What are your mornings like right now?
I let myself sleep in so much more these days. That’s also because I sleep late on most nights, listening to webinars as they go live, or watching Netflix (K-dramas or whatever catches my interest). I go straight to brunch with my son and then see clients over Zoom or FaceTime in the afternoons. I don’t see more than six per week now because that’s part of my self-care too.
How do you manage your fears and anxieties?
Each day begins and ends with prayer, and sometimes even in the afternoons too. I’ve never prayed as much in my whole life as I have done these past four weeks. There are just so many things and people and circumstances to pray for. That’s my default now when I feel myself starting to worry. I decided to do a weekly podcast (Inspiration Revolution on Spotify) to share inspiring things that I’ve read, and to encourage people to pray.
Writing helps me a lot too. It’s always been my way to make sense of a the things that are going on. Mostly I’ve been writing for myself, and sometimes on Facebook.
I also take an online class on the science of well-being, though I’ve been delinquent on that because there are days when I just want to read or stare out the window. I allow myself many moments where my mind is just resting and recharging.
I watch a lot of shows on Netflix and watch interviews of Dr. Fauci, and Andrew Cuomo. I only read and watch the news for an hour or so each day. Just enough to keep abreast. I transcribe the Philippine President’s address every time I catch it. It’s an exercise in focus and patience, and many of my friends find the summaries helpful.
I exercise every other afternoon. We aren’t allowed to leave our condominium complex and so I’ve discovered all these fun and easy exercise videos on YouTube. I love Leslie Sansone’s walk at home exercise program and those Korean dance videos by Sunny Funny Fitness.
How do you deal with collective grief?
We are experiencing many losses right now. We have not seen deaths in such a huge proportion, we personally know people who die. We have friends who get sick, we see so many people suffer. That’s a lot.

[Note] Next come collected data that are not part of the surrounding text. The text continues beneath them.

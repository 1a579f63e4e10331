//! Tokio-based WebSocket transport for chucklechain-client.
//!
//! This crate provides the concrete implementation of the [`Transport`]
//! trait using tokio-tungstenite. The transport is a dumb pipe for JSON
//! text frames with no knowledge of event semantics.

use async_trait::async_trait;
use futures_util::stream::{SplitSink, SplitStream};
use futures_util::{SinkExt, StreamExt};
use log::{debug, error, trace, warn};
use std::sync::Arc;
use tokio::net::TcpStream;
use tokio::sync::Mutex;
use tokio::sync::mpsc;
use tokio_tungstenite::tungstenite::Message;
use tokio_tungstenite::{MaybeTlsStream, WebSocketStream, connect_async};

/// An event produced by the transport layer.
#[derive(Debug, Clone)]
pub enum TransportEvent {
    /// The transport has successfully connected.
    Connected,
    /// A text frame has been received from the server.
    FrameReceived(String),
    /// The connection was lost.
    Disconnected,
}

/// Represents an active realtime connection.
#[async_trait]
pub trait Transport: Send + Sync {
    /// Sends a text frame to the server.
    async fn send(&self, frame: &str) -> Result<(), anyhow::Error>;

    /// Closes the connection.
    async fn disconnect(&self);
}

/// A factory responsible for creating new transport instances.
#[async_trait]
pub trait TransportFactory: Send + Sync {
    /// Creates a new transport and returns it, along with a stream of events.
    async fn create_transport(
        &self,
    ) -> Result<(Arc<dyn Transport>, mpsc::Receiver<TransportEvent>), anyhow::Error>;
}

type RawWs = WebSocketStream<MaybeTlsStream<TcpStream>>;
type WsSink = SplitSink<RawWs, Message>;
type WsStream = SplitStream<RawWs>;

const EVENT_CHANNEL_CAPACITY: usize = 100;

/// Tokio WebSocket transport.
pub struct TokioWebSocketTransport {
    ws_sink: Mutex<Option<WsSink>>,
}

impl TokioWebSocketTransport {
    fn new(sink: WsSink) -> Self {
        Self {
            ws_sink: Mutex::new(Some(sink)),
        }
    }
}

#[async_trait]
impl Transport for TokioWebSocketTransport {
    async fn send(&self, frame: &str) -> Result<(), anyhow::Error> {
        let mut sink_guard = self.ws_sink.lock().await;
        let sink = sink_guard
            .as_mut()
            .ok_or_else(|| anyhow::anyhow!("Socket is closed"))?;

        debug!("--> Sending frame: {} bytes", frame.len());
        sink.send(Message::text(frame.to_owned()))
            .await
            .map_err(|e| anyhow::anyhow!("WebSocket send error: {}", e))?;
        Ok(())
    }

    async fn disconnect(&self) {
        let mut sink_guard = self.ws_sink.lock().await;
        if let Some(mut sink) = sink_guard.take() {
            let _ = sink.close().await;
        }
    }
}

/// Factory for creating tokio WebSocket transports.
pub struct TokioWebSocketTransportFactory {
    url: String,
}

impl TokioWebSocketTransportFactory {
    /// Create a factory that dials the given `ws://`/`wss://` URL.
    pub fn new(url: impl Into<String>) -> Self {
        Self { url: url.into() }
    }
}

#[async_trait]
impl TransportFactory for TokioWebSocketTransportFactory {
    async fn create_transport(
        &self,
    ) -> Result<(Arc<dyn Transport>, mpsc::Receiver<TransportEvent>), anyhow::Error> {
        debug!("Dialing {}", self.url);
        let (ws, _response) = connect_async(&self.url)
            .await
            .map_err(|e| anyhow::anyhow!("WebSocket connect failed: {}", e))?;

        let (sink, stream) = ws.split();

        let (event_tx, event_rx) = mpsc::channel(EVENT_CHANNEL_CAPACITY);

        let transport = Arc::new(TokioWebSocketTransport::new(sink));

        let event_tx_clone = event_tx.clone();
        tokio::task::spawn(read_pump(stream, event_tx_clone));

        let _ = event_tx.send(TransportEvent::Connected).await;

        Ok((transport, event_rx))
    }
}

async fn read_pump(mut stream: WsStream, event_tx: mpsc::Sender<TransportEvent>) {
    loop {
        match stream.next().await {
            Some(Ok(msg)) => {
                if msg.is_text() {
                    let text = match msg.into_text() {
                        Ok(text) => text,
                        Err(e) => {
                            warn!("Dropping non-UTF8 text frame: {e}");
                            continue;
                        }
                    };
                    trace!("<-- Received frame: {} bytes", text.len());
                    if event_tx
                        .send(TransportEvent::FrameReceived(text.to_string()))
                        .await
                        .is_err()
                    {
                        warn!("Event receiver dropped, closing read pump");
                        break;
                    }
                } else if msg.is_close() {
                    trace!("Received close frame");
                    break;
                }
            }
            Some(Err(e)) => {
                error!("Error reading from websocket: {e}");
                break;
            }
            None => {
                trace!("Websocket stream ended");
                break;
            }
        }
    }

    let _ = event_tx.send(TransportEvent::Disconnected).await;
}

And then there are the losses of not being able to do the things we normally do that add joy to life — going to the movies, dinner with friends, traveling to different places here and around the world. We miss out on doing all the things that would be good for our mental and emotional health. And so we need to acknowledge all these big and small losses and mourn them.

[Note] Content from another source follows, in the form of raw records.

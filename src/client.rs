use anyhow::anyhow;
use chrono::{DateTime, Utc};
use log::{debug, info, warn};
use serde::Serialize;
use std::sync::Arc;
use std::sync::atomic::{AtomicBool, AtomicU32, Ordering};
use thiserror::Error;
use tokio::sync::{Mutex, Notify, RwLock, mpsc};
use tokio::time::{Duration, sleep};

use crate::config::ClientConfig;
use crate::handlers::message::{MessageDeletedHandler, NewMessageHandler};
use crate::handlers::presence::{OnlineUsersHandler, UserConnectedHandler, UserDisconnectedHandler};
use crate::handlers::receipt::MessageReadHandler;
use crate::handlers::router::EventRouter;
use crate::net::{HttpClient, UreqHttpClient};
use crate::presence::PresenceTracker;
use crate::request::{ApiClient, ApiError, with_retries};
use crate::send::SendReconciler;
use crate::store::ConversationStore;
use crate::transport::{
    TokioWebSocketTransportFactory, Transport, TransportEvent, TransportFactory,
};
use crate::types::conversation::Conversation;
use crate::types::events::*;
use crate::types::presence::Presence;
use crate::types::wire::{EVT_IDENTIFY, EVT_MARK_READ, Frame, IdentifyPayload, MarkReadPayload};

#[derive(Debug, Error)]
pub enum ClientError {
    #[error("client is not connected")]
    NotConnected,
    #[error("client is already connected")]
    AlreadyConnected,
    #[error("channel error: {0}")]
    Channel(String),
}

/// The realtime conversation client: owns the conversation store, the
/// presence tracker, the send pipeline state and the realtime channel
/// lifecycle. One instance per authenticated session.
pub struct Client {
    pub(crate) config: ClientConfig,
    pub(crate) store: RwLock<ConversationStore>,
    pub(crate) presence: RwLock<PresenceTracker>,
    pub(crate) reconciler: SendReconciler,
    pub event_bus: EventBus,
    pub(crate) api: ApiClient,

    pub(crate) transport: Mutex<Option<Arc<dyn Transport>>>,
    pub(crate) transport_events: Mutex<Option<mpsc::Receiver<TransportEvent>>>,
    pub(crate) transport_factory: Arc<dyn TransportFactory>,
    pub(crate) router: EventRouter,

    pub(crate) is_connected: AtomicBool,
    pub(crate) is_connecting: AtomicBool,
    pub(crate) is_running: AtomicBool,
    pub(crate) expected_disconnect: AtomicBool,
    pub(crate) reconnect_errors: AtomicU32,
    pub(crate) shutdown_notifier: Notify,
}

impl Client {
    pub fn new(
        config: ClientConfig,
        transport_factory: Arc<dyn TransportFactory>,
        http_client: Arc<dyn HttpClient>,
    ) -> Arc<Self> {
        let api = ApiClient::new(
            http_client,
            config.api_base_url.clone(),
            config.auth_token.clone(),
            config.fetch_timeout,
        );
        Arc::new(Self {
            store: RwLock::new(ConversationStore::new(config.user_id.clone())),
            presence: RwLock::new(PresenceTracker::new()),
            reconciler: SendReconciler::new(),
            event_bus: EventBus::new(),
            api,
            transport: Mutex::new(None),
            transport_events: Mutex::new(None),
            transport_factory,
            router: Self::build_router(),
            is_connected: AtomicBool::new(false),
            is_connecting: AtomicBool::new(false),
            is_running: AtomicBool::new(false),
            expected_disconnect: AtomicBool::new(false),
            reconnect_errors: AtomicU32::new(0),
            shutdown_notifier: Notify::new(),
            config,
        })
    }

    /// Convenience constructor wiring the WebSocket transport and blocking
    /// HTTP client from the config URLs.
    pub fn new_websocket(config: ClientConfig) -> Arc<Self> {
        let factory = Arc::new(TokioWebSocketTransportFactory::new(config.ws_url.clone()));
        Self::new(config, factory, Arc::new(UreqHttpClient::new()))
    }

    fn build_router() -> EventRouter {
        let mut router = EventRouter::new();

        router.register(Arc::new(NewMessageHandler));
        router.register(Arc::new(MessageDeletedHandler));
        router.register(Arc::new(MessageReadHandler));
        router.register(Arc::new(OnlineUsersHandler));
        router.register(Arc::new(UserConnectedHandler));
        router.register(Arc::new(UserDisconnectedHandler));

        router
    }

    pub fn is_connected(&self) -> bool {
        self.is_connected.load(Ordering::Relaxed)
    }

    /// Connects the realtime channel, identifies the session and kicks off
    /// the initial conversation load.
    pub async fn connect(self: &Arc<Self>) -> Result<(), anyhow::Error> {
        if self.is_connecting.swap(true, Ordering::SeqCst) {
            return Err(ClientError::AlreadyConnected.into());
        }

        let _guard = scopeguard::guard((), |_| {
            self.is_connecting.store(false, Ordering::Relaxed);
        });

        if self.is_connected() {
            return Err(ClientError::AlreadyConnected.into());
        }

        let (transport, transport_events) = self.transport_factory.create_transport().await?;
        *self.transport.lock().await = Some(transport);
        *self.transport_events.lock().await = Some(transport_events);
        self.is_connected.store(true, Ordering::Relaxed);

        // Presence is unknown until the next onlineUsers snapshot.
        self.presence.write().await.reset();

        // Identification handshake carries the session token. A failure
        // here must not leave a half-open connection behind, or every
        // later attempt would bail at the connected check without dialing.
        if let Err(e) = self
            .send_event(
                EVT_IDENTIFY,
                IdentifyPayload {
                    token: self.config.auth_token.clone(),
                },
            )
            .await
        {
            self.cleanup_connection_state().await;
            return Err(anyhow!("identify handshake failed: {e}"));
        }

        self.reconnect_errors.store(0, Ordering::Relaxed);
        let _ = self.event_bus.connected.send(Arc::new(Connected));

        // Initial load doubles as recovery for events missed while offline.
        let client = self.clone();
        tokio::spawn(async move {
            client.refresh_conversations_with_retries().await;
            client.send_presence(Presence::Active).await;
        });

        Ok(())
    }

    /// The main connection loop: connects, processes channel events, and
    /// reconnects with backoff up to the configured attempt ceiling. The
    /// polling fallback runs for the whole client lifetime regardless of
    /// channel health.
    pub async fn run(self: &Arc<Self>) {
        if self.is_running.swap(true, Ordering::SeqCst) {
            warn!("Client `run` method called while already running.");
            return;
        }

        let poll_client = self.clone();
        tokio::spawn(async move { poll_client.poll_loop().await });

        while self.is_running.load(Ordering::Relaxed) {
            self.expected_disconnect.store(false, Ordering::Relaxed);

            if let Err(e) = self.connect().await {
                warn!("Failed to connect realtime channel: {e:?}");
            } else {
                if let Err(e) = self.read_events_loop().await {
                    warn!("Event loop exited: {e:?}. Will attempt to reconnect if enabled.");
                } else {
                    debug!("Event loop exited gracefully.");
                }
                self.cleanup_connection_state().await;
            }

            if self.expected_disconnect.load(Ordering::Relaxed)
                || !self.is_running.load(Ordering::Relaxed)
            {
                break;
            }

            let error_count = self.reconnect_errors.fetch_add(1, Ordering::SeqCst) + 1;
            if error_count >= self.config.max_reconnect_attempts {
                warn!(
                    "Giving up on the realtime channel after {error_count} attempts; \
                     the polling fallback remains active."
                );
                break;
            }

            let delay = Duration::from_secs(u64::from(error_count) * 2)
                .min(self.config.reconnect_backoff_cap);
            info!("Will attempt to reconnect in {delay:?} (attempt {error_count})");
            sleep(delay).await;
        }
        info!("Client run loop has shut down.");
    }

    /// Tears the session down: stops the run and polling loops and closes
    /// the channel.
    pub async fn disconnect(&self) {
        info!("Disconnecting client intentionally.");
        self.expected_disconnect.store(true, Ordering::Relaxed);
        self.is_running.store(false, Ordering::Relaxed);
        self.shutdown_notifier.notify_waiters();

        if let Some(transport) = self.transport.lock().await.as_ref() {
            transport.disconnect().await;
        }
        self.cleanup_connection_state().await;
        let _ = self.event_bus.disconnected.send(Arc::new(Disconnected));
    }

    async fn cleanup_connection_state(&self) {
        self.is_connected.store(false, Ordering::Relaxed);
        *self.transport.lock().await = None;
        *self.transport_events.lock().await = None;
    }

    async fn read_events_loop(self: &Arc<Self>) -> Result<(), anyhow::Error> {
        debug!(target: "Client", "Starting event processing loop...");

        let mut rx_guard = self.transport_events.lock().await;
        let mut transport_events = rx_guard
            .take()
            .ok_or_else(|| anyhow!("Cannot start event loop: not connected"))?;
        drop(rx_guard);

        loop {
            tokio::select! {
                biased;
                _ = self.shutdown_notifier.notified() => {
                    debug!(target: "Client", "Shutdown signaled in event loop.");
                    return Ok(());
                },
                maybe_event = transport_events.recv() => {
                    match maybe_event {
                        Some(TransportEvent::Connected) => {
                            debug!(target: "Client", "Transport reports connected.");
                        }
                        Some(TransportEvent::FrameReceived(text)) => {
                            // Applied inline so store mutations keep
                            // event-arrival order.
                            self.handle_frame(&text).await;
                        }
                        Some(TransportEvent::Disconnected) | None => {
                            let _ = self.event_bus.disconnected.send(Arc::new(Disconnected));
                            return Err(anyhow!("realtime channel closed"));
                        }
                    }
                }
            }
        }
    }

    /// Decodes a channel frame and dispatches it to the registered handler.
    /// Malformed or unknown frames are logged and dropped; they never
    /// surface as blocking errors.
    pub async fn handle_frame(self: &Arc<Self>, text: &str) {
        let frame: Frame = match serde_json::from_str(text) {
            Ok(frame) => frame,
            Err(e) => {
                warn!(target: "Client", "Dropping malformed frame: {e}");
                return;
            }
        };
        if !self
            .router
            .dispatch(self.clone(), &frame.event, frame.data)
            .await
        {
            debug!(target: "Client", "No handler for event '{}'", frame.event);
        }
    }

    /// Sends a structured event on the realtime channel.
    pub(crate) async fn send_event(
        &self,
        event: &str,
        data: impl Serialize,
    ) -> Result<(), ClientError> {
        let frame = Frame::new(event, data).map_err(|e| ClientError::Channel(e.to_string()))?;
        let text = serde_json::to_string(&frame).map_err(|e| ClientError::Channel(e.to_string()))?;

        let guard = self.transport.lock().await;
        let transport = guard.as_ref().ok_or(ClientError::NotConnected)?;
        transport
            .send(&text)
            .await
            .map_err(|e| ClientError::Channel(e.to_string()))
    }

    /// Replaces the whole store from a server fetch.
    pub async fn refresh_conversations(&self) -> Result<(), ApiError> {
        let conversations = self.api.fetch_conversations().await?;
        let count = conversations.len();
        self.store.write().await.replace_all(conversations);
        let _ = self
            .event_bus
            .conversations_replaced
            .send(Arc::new(ConversationsReplaced { count }));
        Ok(())
    }

    /// Initial-load variant with bounded exponential-backoff retries.
    pub(crate) async fn refresh_conversations_with_retries(&self) {
        let attempts = self.config.fetch_retry_attempts;
        if let Err(e) = with_retries("conversation list fetch", attempts, || {
            self.refresh_conversations()
        })
        .await
        {
            self.emit_sync_error("conversation list fetch", e.to_string());
        }
    }

    /// The user opened a conversation: it becomes the active one, its
    /// peer-authored messages are marked read locally, and read receipts go
    /// out over REST and the channel.
    pub async fn open_conversation(self: &Arc<Self>, conversation_id: &str) {
        {
            let mut store = self.store.write().await;
            store.set_active(Some(conversation_id.to_string()));
            store.mark_read(conversation_id);
        }
        let _ = self.event_bus.conversation_read.send(Arc::new(ConversationRead {
            conversation_id: conversation_id.to_string(),
            by_peer: false,
        }));
        self.acknowledge_read(conversation_id).await;
    }

    pub async fn close_conversation(&self) {
        self.store.write().await.set_active(None);
    }

    /// Read receipts: `PUT /{id}/read` plus the channel acknowledgement.
    /// Both are best-effort.
    pub(crate) async fn acknowledge_read(self: &Arc<Self>, conversation_id: &str) {
        if let Err(e) = self.api.mark_read(conversation_id).await {
            warn!(target: "Client", "Failed to mark conversation {conversation_id} read: {e}");
            self.emit_sync_error("mark read", e.to_string());
        }
        if let Err(e) = self
            .send_event(
                EVT_MARK_READ,
                MarkReadPayload {
                    conversation_id: conversation_id.to_string(),
                },
            )
            .await
        {
            debug!(target: "Client", "Read acknowledgement not delivered: {e}");
        }
    }

    pub(crate) fn emit_sync_error(&self, context: &'static str, detail: String) {
        let _ = self
            .event_bus
            .sync_error
            .send(Arc::new(SyncError { context, detail }));
    }

    // --- Read surface for rendering ---

    pub async fn conversations(&self) -> Vec<Conversation> {
        self.store.read().await.conversations().to_vec()
    }

    pub async fn conversation(&self, conversation_id: &str) -> Option<Conversation> {
        self.store.read().await.conversation(conversation_id).cloned()
    }

    pub async fn is_unread(&self, conversation_id: &str) -> bool {
        self.store.read().await.is_unread(conversation_id)
    }

    pub async fn active_conversation(&self) -> Option<String> {
        self.store.read().await.active().map(str::to_string)
    }

    pub async fn is_peer_online(&self, peer_id: &str) -> bool {
        self.presence.read().await.is_online(peer_id)
    }

    /// Never returns a value for a peer that is currently online.
    pub async fn peer_last_seen(&self, peer_id: &str) -> Option<DateTime<Utc>> {
        self.presence.read().await.last_seen(peer_id)
    }
}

But in the wake of this grief are gifts too. The realization of many things we used to take for granted. The knowledge now of what truly matters in life. Of how we can be joyful with little, and how life can be so rich and yet uncomplicated.
How do you deal with loneliness?
There are instances when loneliness creeps in. I make sure to spend time each day with my children. I love that we have been having dinner together every night for the last four weeks. We could not do that as often because of our individual schedules. I love that because we are all adults now, there is a different way of sharing and relating to one other.
I schedule Zoom time with my close friends and FaveTime with people I love. I encourage my clients to “calendar” these video calls with friends and family because connections and seeing them, albeit virtually are so important to stave off the loneliness and keep mentally healthy.
I have a dog and she’s a diva so she keeps us all entertained at home. She’s probably the happiest, seeing all her humans together day after day after day.
How do you see your life three months from now?
It’s so hard to predict or make plans that far off because there’s so much uncertainty. We live in a liminal space where everything is in flux from day to day, from week to week, how much more a month or two down the road.
Life as we know it will definitely we different. We can chuck the idea of returning to “normal” for at least 18 months. We need to be flexible, we need to embrace change as it comes and learn to roll with it. People with control issues will have to learn how to give up that sense of control and instead learn to surrender to God.
We make plans yes, but we cannot be rigid about the outcomes. We help each day where we can, and we pray, everyday for an unknown future. We learn to stay in the moment and we give thanks. “Thank you for my health and for the heath of my loved ones. Thank you for a roof over my head and food on my table. Thank you for providing for all those who are in need.” Don’t think too far off into the future because that’s when you start to feel overwhelmed and the anxieties and fears set in.
I am grateful for the grace that the Father sends me each day. I have learned to surrender everything, and to fully trust in His provisions, and in His timing for all things.
Matthew 6:25-27 Therefore I tell you, do not worry about your life, what you will eat or drink; or about your body, what you will wear. Is not life more than food, and the body more than clothes? Look at the birds of the air; they do not sow or reap or store away in barns, and yet your Heavenly Father feeds them. Are you not much more valuable than they? Can anyone of you by worrying add a single hour to your life?